My studio is tidy sometimes, but it can get a little messy.  I am an artist, after all.

Is there an artistic medium you’d like to try sometime which you haven’t tried?

I am always into learning how to use new materials or other new methods, but, at the moment, I’m happy creating with acrylic paints.

When you paint a scene, are you basing it on a picture or just from memory?

Sometimes, I’m basing my work on a particular landscape, or I will mix reality with my imagination, and let the creative moment guide me.

What are your favourite animals?  Do you have one particular favourite, and why is that?

My favourite animal? I love all of them, but some I particularly enjoy most are cats, rabbits, and my dog.  Honestly, I just have a love for all animals.

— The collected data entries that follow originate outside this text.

use std::fs;

fn main() -> anyhow::Result<()> {
    let path = std::env::args().nth(1).unwrap_or_else(|| "openapi.json".to_string());

    let doc = teamsync::docs::build_openapi(8000)?;
    fs::write(&path, serde_json::to_string_pretty(&doc)?)?;
    println!("wrote {}", path);
    Ok(())
}
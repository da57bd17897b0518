use serde_json::Value;

#[test]
fn openapi_describes_task_listing_and_roles() -> anyhow::Result<()> {
    let doc = teamsync::docs::build_openapi(8000)?;
    let v = serde_json::to_value(&doc)?;

    let schemas = v
        .pointer("/components/schemas")
        .and_then(Value::as_object)
        .expect("components.schemas must exist");

    for name in ["Workspace", "Membership", "Role", "TaskPage", "Pagination", "Permission"] {
        assert!(schemas.contains_key(name), "OpenAPI missing schema '{}'", name);
    }

    let params = v
        .pointer("/paths/~1workspaces~1{workspace_id}~1tasks/get/parameters")
        .and_then(Value::as_array)
        .expect("task listing parameters must exist");
    let names: Vec<&str> = params.iter().filter_map(|p| p["name"].as_str()).collect();
    for k in ["workspace_id", "status", "priority", "assigned_to", "keyword", "due_date", "page_size", "page_number"] {
        assert!(names.contains(&k), "task listing missing parameter '{}'", k);
    }

    assert_eq!(v.pointer("/servers/0/url"), Some(&Value::from("http://localhost:8000")));
    Ok(())
}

Do you see art as having any elements of magic, or are you a hardcore realist who thinks magic and wonder are foolish pastimes?

There are definitely elements of magic in art. Also, I love dancing while creating. I feel like an actress in whatever I do.

You have a way with painting trees.  Do you know a lot about trees?  For instance, did you know that trees talk to each other?

I tend to paint a lot of trees, as there is something about them make them special to me.  Many times I do feel like they are whispering to each other.  Sometimes, when I walk amongst them, I feel like I’m going in slow motion and I am filled with a feeling of joy.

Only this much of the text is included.